Public summary
A global research technology company is seeking a Staff MLOps Engineer to lead the development and management of their AI/ML platform. The role involves owning the platform infrastructure to support various AI initiatives including synthetic data models and fraud detection. Responsibilities include building and enhancing training infrastructure, experiment tracking, model serving and monitoring, cost management, and mentoring engineers. Candidates should have deep ML platform expertise, broad engineering experience, and leadership skills. The position offers a high-autonomy, remote-friendly environment primarily based in Europe with a strong AI and engineering culture.
Responsibilities
Assess current AI/ML training and serving infrastructure, decide on enhancement or rebuilding efforts, and own those decisions. Build shared AI/ML platform components such as training infrastructure, experiment tracking, model registry, model serving, and monitoring solutions for data and model drift. Oversee full ML lifecycle support from data ingestion to annotation workflows.

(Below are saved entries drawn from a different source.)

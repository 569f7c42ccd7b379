//! HTML renderer for creator landing pages.
//!
//! `render_sections` and `render_page` are pure functions of
//! `(Theme, CreatorProfile)`. The public profile route and the preview route
//! both call them, so what the editor previews is what visitors get.
//!
//! SAFETY
//! ======
//! All creator-provided text goes through `escape_html`. Links are emitted
//! only for `http(s)`/`mailto` targets. Theme values that land inside CSS
//! are checked with `is_css_safe`; unsafe colors fall back to the layout
//! preset and unsafe background images are dropped.

#[cfg(test)]
#[path = "render_test.rs"]
mod render_test;

use std::fmt::Write as _;

use serde::Serialize;

use crate::color::{is_css_safe, rgba};
use crate::creator::{CreatorProfile, Platform};
use crate::order::ordered_sections;
use crate::section::{
    AboutConfig, ContactConfig, CtaConfig, CtaStyle, HeroConfig, SectionConfigRef, SectionKey, SocialConfig,
    SocialStyle, StatsConfig,
};
use crate::theme::Theme;

/// One rendered block of the page, in render order.
#[derive(Debug, Clone, PartialEq, Eq, Serialize)]
pub struct RenderedSection {
    pub key: SectionKey,
    pub html: String,
}

/// Render every enabled section that has something to show.
#[must_use]
pub fn render_sections(theme: &Theme, creator: &CreatorProfile) -> Vec<RenderedSection> {
    ordered_sections(&theme.sections)
        .into_iter()
        .filter_map(|entry| {
            let html = match entry.config {
                SectionConfigRef::Hero(c) => Some(render_hero(c, creator)),
                SectionConfigRef::About(c) => render_about(c, creator),
                SectionConfigRef::Stats(c) => render_stats(c, creator),
                SectionConfigRef::Social(c) => render_social(c, creator),
                SectionConfigRef::Contact(c) => render_contact(c, creator),
                SectionConfigRef::Cta(c) => Some(render_cta(c)),
            }?;
            Some(RenderedSection { key: entry.key, html })
        })
        .collect()
}

/// Render a complete HTML document.
#[must_use]
pub fn render_page(theme: &Theme, creator: &CreatorProfile) -> String {
    let body: String = render_sections(theme, creator)
        .into_iter()
        .map(|section| section.html)
        .collect::<Vec<_>>()
        .join("\n");
    let title = if creator.name.is_empty() { "Creator" } else { creator.name.as_str() };

    format!(
        r#"<!DOCTYPE html>
<html lang="en">
<head>
<meta charset="UTF-8">
<meta name="viewport" content="width=device-width, initial-scale=1.0">
<title>{title}</title>
<style>
{css}
</style>
</head>
<body class="layout-{layout}">
{background}<main class="landing">
{body}
</main>
</body>
</html>"#,
        title = escape_html(title),
        css = theme_css(theme),
        layout = theme.layout.as_str(),
        background = background_layer(theme),
    )
}

// =============================================================================
// SECTIONS
// =============================================================================

fn render_hero(config: &HeroConfig, creator: &CreatorProfile) -> String {
    let mut html = String::from(r#"<section id="hero" class="section hero">"#);
    if config.show_avatar
        && let Some(avatar) = creator.avatar_url.as_deref().and_then(safe_href)
    {
        let _ = write!(html, r#"<img class="avatar" src="{}" alt="{}">"#, escape_html(avatar), escape_html(&creator.name));
    }
    let headline = if config.headline.trim().is_empty() { &creator.name } else { &config.headline };
    let _ = write!(html, "<h1>{}</h1>", escape_html(headline));
    if !config.subheadline.is_empty() {
        let _ = write!(html, r#"<p class="subheadline">{}</p>"#, escape_html(&config.subheadline));
    }
    if config.show_location
        && let Some(location) = creator.location.as_deref().filter(|l| !l.is_empty())
    {
        let _ = write!(html, r#"<p class="location">{}</p>"#, escape_html(location));
    }
    html.push_str("</section>");
    html
}

fn render_about(config: &AboutConfig, creator: &CreatorProfile) -> Option<String> {
    let bio = creator.bio.as_deref().filter(|b| config.show_bio && !b.trim().is_empty());
    let limit = usize::try_from(config.max_gallery_items).unwrap_or(usize::MAX);
    let gallery: Vec<&str> = if config.show_gallery {
        creator.gallery.iter().filter_map(|url| safe_href(url)).take(limit).collect()
    } else {
        Vec::new()
    };
    if bio.is_none() && gallery.is_empty() {
        return None;
    }

    let mut html = String::from(r#"<section id="about" class="section about">"#);
    let _ = write!(html, "<h2>{}</h2>", escape_html(&config.title));
    if let Some(bio) = bio {
        let _ = write!(html, r#"<p class="bio">{}</p>"#, escape_html(bio));
    }
    if !gallery.is_empty() {
        html.push_str(r#"<div class="gallery">"#);
        for url in gallery {
            let _ = write!(html, r#"<img src="{}" alt="" loading="lazy">"#, escape_html(url));
        }
        html.push_str("</div>");
    }
    html.push_str("</section>");
    Some(html)
}

fn render_stats(config: &StatsConfig, creator: &CreatorProfile) -> Option<String> {
    let mut items = Vec::new();
    if config.show_total_followers {
        items.push(stat("Followers", &format_compact(creator.total_followers())));
    }
    if config.show_platform_breakdown {
        for platform in Platform::ALL {
            if let Some(stats) = creator.active_platform(platform) {
                items.push(stat(platform.label(), &format_compact(stats.followers)));
            }
        }
    }
    if config.show_engagement
        && let Some(rate) = creator.engagement_rate.filter(|r| r.is_finite())
    {
        items.push(stat("Engagement", &format!("{rate:.1}%")));
    }
    if items.is_empty() {
        return None;
    }
    Some(format!(r#"<section id="stats" class="section stats">{}</section>"#, items.concat()))
}

fn stat(label: &str, value: &str) -> String {
    format!(
        r#"<div class="stat"><span class="stat-value">{}</span><span class="stat-label">{}</span></div>"#,
        escape_html(value),
        escape_html(label)
    )
}

fn render_social(config: &SocialConfig, creator: &CreatorProfile) -> Option<String> {
    let shown = |platform: Platform| match platform {
        Platform::Instagram => config.show_instagram,
        Platform::Tiktok => config.show_tiktok,
        Platform::Youtube => config.show_youtube,
    };
    let links: Vec<String> = Platform::ALL
        .into_iter()
        .filter(|p| shown(*p))
        .filter_map(|p| {
            let url = creator.active_platform(p)?.url.as_deref().and_then(safe_href)?;
            let label = match config.style {
                SocialStyle::Icons => String::new(),
                SocialStyle::Buttons => escape_html(p.label()),
            };
            Some(format!(
                r#"<a class="social-link {}" href="{}" aria-label="{}" rel="noopener" target="_blank">{label}</a>"#,
                p.as_str(),
                escape_html(url),
                escape_html(p.label()),
            ))
        })
        .collect();
    if links.is_empty() {
        return None;
    }
    let style = match config.style {
        SocialStyle::Icons => "icons",
        SocialStyle::Buttons => "buttons",
    };
    Some(format!(
        r#"<section id="social" class="section social social-{style}"><h2>{}</h2>{}</section>"#,
        escape_html(&config.title),
        links.concat()
    ))
}

fn render_contact(config: &ContactConfig, creator: &CreatorProfile) -> Option<String> {
    let mut body = String::new();
    if config.show_email
        && let Some(email) = creator.email.as_deref().filter(|e| e.contains('@'))
    {
        let _ = write!(body, r#"<a class="contact-email" href="mailto:{0}">{0}</a>"#, escape_html(email));
    }
    if config.show_whatsapp
        && let Some(number) = creator.whatsapp.as_deref().map(whatsapp_digits).filter(|d| !d.is_empty())
    {
        let _ = write!(body, r#"<a class="contact-whatsapp" href="https://wa.me/{number}">WhatsApp</a>"#);
    }
    if config.show_form {
        let _ = write!(
            body,
            r#"<form class="contact-form" method="post"><input name="name" placeholder="Name"><input name="email" type="email" placeholder="Email"><textarea name="message" placeholder="Message"></textarea><button type="submit">{}</button></form>"#,
            escape_html(&config.button_text)
        );
    }
    if body.is_empty() {
        return None;
    }
    Some(format!(
        r#"<section id="contact" class="section contact"><h2>{}</h2>{body}</section>"#,
        escape_html(&config.title)
    ))
}

fn render_cta(config: &CtaConfig) -> String {
    let href = config.url.as_deref().and_then(safe_href).unwrap_or("#contact");
    let style = match config.style {
        CtaStyle::Solid => "solid",
        CtaStyle::Outline => "outline",
        CtaStyle::Gradient => "gradient",
    };
    format!(
        r#"<section id="cta" class="section cta"><a class="cta-button cta-{style}" href="{}">{}</a></section>"#,
        escape_html(href),
        escape_html(&config.text)
    )
}

// =============================================================================
// STYLE
// =============================================================================

fn theme_css(theme: &Theme) -> String {
    let preset = Theme::preset(theme.layout);
    let pick = |value: &str, fallback: &str| {
        if is_css_safe(value) { value.to_owned() } else { fallback.to_owned() }
    };
    let primary = pick(&theme.primary_color, &preset.primary_color);
    let secondary = pick(&theme.secondary_color, &preset.secondary_color);
    let background = pick(&theme.background_color, &preset.background_color);
    let text = pick(&theme.text_color, &preset.text_color);
    let font = pick(&theme.font_family, &preset.font_family);
    let soft = rgba(&primary, 0.12).unwrap_or_else(|| primary.clone());

    format!(
        ":root {{ --primary: {primary}; --secondary: {secondary}; --bg: {background}; --text: {text}; \
         --primary-soft: {soft}; --font: '{font}', sans-serif; }}\n{BASE_CSS}"
    )
}

fn background_layer(theme: &Theme) -> String {
    let Some(url) = theme.background_image.as_deref().filter(|u| is_css_url_safe(u)) else {
        return String::new();
    };
    format!(
        "<div class=\"backdrop\" style=\"background-image: url('{}'); filter: blur({}px); opacity: {:.2};\"></div>\n",
        escape_html(url),
        theme.background_blur,
        theme.background_opacity.clamp(0.0, 1.0),
    )
}

const BASE_CSS: &str = "\
body { margin: 0; background: var(--bg); color: var(--text); font-family: var(--font); }
.backdrop { position: fixed; inset: 0; background-size: cover; background-position: center; z-index: -1; }
.landing { max-width: 720px; margin: 0 auto; padding: 48px 20px; }
.section { margin-bottom: 40px; text-align: center; }
.avatar { width: 112px; height: 112px; border-radius: 50%; object-fit: cover; }
.gallery { display: grid; grid-template-columns: repeat(3, 1fr); gap: 8px; }
.gallery img { width: 100%; aspect-ratio: 1; object-fit: cover; }
.stats { display: flex; justify-content: center; gap: 24px; }
.stat-value { display: block; font-size: 1.5rem; font-weight: 700; color: var(--primary); }
.social-link, .cta-button { display: inline-block; margin: 4px; padding: 10px 20px; border-radius: 999px; text-decoration: none; }
.social-buttons .social-link { background: var(--primary-soft); color: var(--primary); }
.cta-solid { background: var(--primary); color: var(--bg); }
.cta-outline { border: 2px solid var(--primary); color: var(--primary); }
.cta-gradient { background: linear-gradient(90deg, var(--primary), var(--secondary)); color: var(--bg); }
.layout-modern .section { text-align: left; }
.layout-minimal .section { margin-bottom: 24px; }
.layout-bold h1 { font-size: 3rem; text-transform: uppercase; }
";

// =============================================================================
// HELPERS
// =============================================================================

/// Escape text for HTML element content and quoted attribute values.
#[must_use]
pub fn escape_html(input: &str) -> String {
    let mut out = String::with_capacity(input.len());
    for c in input.chars() {
        match c {
            '&' => out.push_str("&amp;"),
            '<' => out.push_str("&lt;"),
            '>' => out.push_str("&gt;"),
            '"' => out.push_str("&quot;"),
            '\'' => out.push_str("&#39;"),
            other => out.push(other),
        }
    }
    out
}

/// Compact follower count: `950`, `12.3K`, `1.2M`. Truncates, never rounds up.
#[must_use]
pub fn format_compact(n: u64) -> String {
    fn scaled(n: u64, unit: u64, suffix: char) -> String {
        let tenths = n / (unit / 10);
        let (whole, frac) = (tenths / 10, tenths % 10);
        if frac == 0 { format!("{whole}{suffix}") } else { format!("{whole}.{frac}{suffix}") }
    }
    match n {
        0..1_000 => n.to_string(),
        1_000..1_000_000 => scaled(n, 1_000, 'K'),
        _ => scaled(n, 1_000_000, 'M'),
    }
}

fn safe_href(url: &str) -> Option<&str> {
    let url = url.trim();
    (url.starts_with("https://") || url.starts_with("http://")).then_some(url)
}

fn is_css_url_safe(url: &str) -> bool {
    safe_href(url).is_some() && !url.chars().any(|c| matches!(c, '\'' | '"' | '(' | ')' | '\\' | '<' | '>') || c.is_whitespace())
}

fn whatsapp_digits(raw: &str) -> String {
    raw.chars().filter(char::is_ascii_digit).collect()
}
//! Landing-page theme model shared by the editor, the preview surface, and
//! the public profile page.
//!
//! This crate owns the persisted `landing_theme` representation (`Theme`),
//! the tolerant merge of stored blobs onto preset defaults, the derived
//! section ordering, the editor reducer, the renderer, and the typed preview
//! messages. Everything here is pure and synchronous; persistence and
//! transport live in the service.

pub mod color;
pub mod creator;
pub mod editor;
pub mod merge;
pub mod order;
pub mod preview;
pub mod render;
pub mod section;
pub mod theme;

pub use creator::{CreatorProfile, Platform, PlatformStats};
pub use editor::{ColorSlot, EditorError, ThemeAction, ThemeEditor, reduce};
pub use merge::{merge_theme, parse_stored_theme, resolve_theme};
pub use order::{OrderedSection, ReorderError, editor_sections, ordered_sections, reorder_sections};
pub use preview::{PREVIEW_PROTOCOL_VERSION, PreviewEnvelope, PreviewError, PreviewMessage, PreviewSurface};
pub use render::{RenderedSection, render_page, render_sections};
pub use section::{
    AboutConfig, ContactConfig, CtaConfig, CtaStyle, HeroConfig, Section, SectionConfig, SectionConfigRef,
    SectionKey, Sections, SocialConfig, SocialStyle, StatsConfig,
};
pub use theme::{Layout, Theme};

Manage training infrastructure on Databricks and Unity Catalog ensuring fast, reproducible, and traceable model training. Implement model serving with low-latency APIs and batch scoring, integrating with existing services. Develop monitoring dashboards and alerts for model performance and drift. Optimize cost and performance of ML compute resources and communicate ROI to stakeholders. Mentor and coach AI/ML engineers in best practices and lead AI tooling adoption for platform teams. Maintain strong collaboration with AI/ML teams across locations.
Qualifications
Proven experience leading ML platform engineering at scale with deep knowledge of feature stores, model registries, serving patterns, and ML observability. Strong engineering background across multiple disciplines with senior leadership and mentorship experience. Skilled in platform product thinking including API design, documentation, and user adoption. Expertise in Databricks, Unity Catalog, Kubernetes, AWS EKS, and cloud infrastructure. Programming proficiency in Python, Scala, Java, Terraform. Commercial awareness with ability to justify platform investments to executive leadership. Comfortable working in a high-autonomy, remote-friendly environment with AI-native engineering tools and approaches.